Meu caro e dileto leitor, recentemente verificamos a supressão do importante dispositivo, o §2º, art. 15 da Resolução CFM nº 2323/2022 que estabelecia a vedação ética “ao médico realizar perícia médica na presença de assistente técnico não médico. Nesse caso, o médico perito deve suspender a perícia e informar imediatamente o seu impedimento”, por determinação judicial (autos processuais 1066245-58.2021.4.01.3400).
Entendo que a decisão judicial deva ser aplaudida, por um principal motivo: no sentido de retirarmos o foco meramente da seara ética, mas para enfrentarmos o tema sob o enfoque exclusivamente legal. Não compete ao médico este papel, mas sim ao judiciário.
Isto mesmo, o judiciário costumeiramente tem aceitado a nomeação de peritos não médicos para realizar perícias de escopo médico, assim como tem tido leniência na participação de assistentes técnicos não médicos praticando atos estranhos ao seu mister.
E neste sentido, laudos periciais e pareceres técnicos têm sido trazidos aos autos judiciais, incutido ao magistrado a falsa aparência de que a instrução processual está plenamente satisfeita, tornando, em tese, o processo apto para julgamento de mérito, do ponto de vista material, ao valorar este tipo de prova.
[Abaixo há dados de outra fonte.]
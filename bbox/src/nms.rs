use crate::Detection;
use std::cmp::Ordering;

/// Class-wise greedy non-max suppression.
///
/// For every class the detections are visited in descending probability;
/// each one zeroes the probability of that class on every later detection
/// overlapping it by more than `iou_threshold`. Detections left without any
/// non-zero class probability are removed.
pub fn do_nms_sort(detections: &mut Vec<Detection>, classes: usize, iou_threshold: f32) {
    if detections.is_empty() {
        return;
    }

    let mut order: Vec<usize> = (0..detections.len()).collect();
    for class in 0..classes {
        order.sort_by(|&a, &b| {
            let pa = detections[a].prob.get(class).cloned().unwrap_or(0.);
            let pb = detections[b].prob.get(class).cloned().unwrap_or(0.);
            pb.partial_cmp(&pa).unwrap_or(Ordering::Equal)
        });

        for i in 0..order.len() {
            let a = order[i];
            if detections[a].prob.get(class).map_or(true, |p| *p == 0.) {
                continue;
            }
            let kept = detections[a].bbox;
            for &b in &order[i + 1..] {
                if kept.iou(&detections[b].bbox) > iou_threshold {
                    if let Some(p) = detections[b].prob.get_mut(class) {
                        *p = 0.;
                    }
                }
            }
        }
    }

    detections.retain(|det| det.prob.iter().any(|p| *p > 0.));
}

/// Keep detections with at least one class probability strictly above
/// `threshold`.
pub fn filter_confident(detections: &mut Vec<Detection>, threshold: f32) {
    detections.retain(|det| det.primary_class(threshold).is_some());
}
A finalidade do artigo é justamente enfrentar este tipo de situação, pois ele não entrega aos jurisdicionados a busca da verdade real.
Ademais, a sentença de mérito prolatada e fundamentada com base nestas provas periciais (supracitadas) induz em nossa sociedade a falaciosa idéia do ato jurídico perfeito: a coisa julgada material.
Compreendamos inicialmente a missão da prova pericial para o processo:
“Perícia Judicial é a prova destinada a levar ao Juiz elementos instrutórios sobre algum fato que depende de conhecimentos especiais de ordem técnica. ” (MARQUES, José Frederico)
“O juiz, tendo de julgar causas, as mais diversas e complexas, precisaria possuir conhecimentos que abrangessem praticamente todas as províncias do saber humano. Como não é sábio, nem onisciente precisa recorrer aos especialistas. ” (Vicente de Azevedo)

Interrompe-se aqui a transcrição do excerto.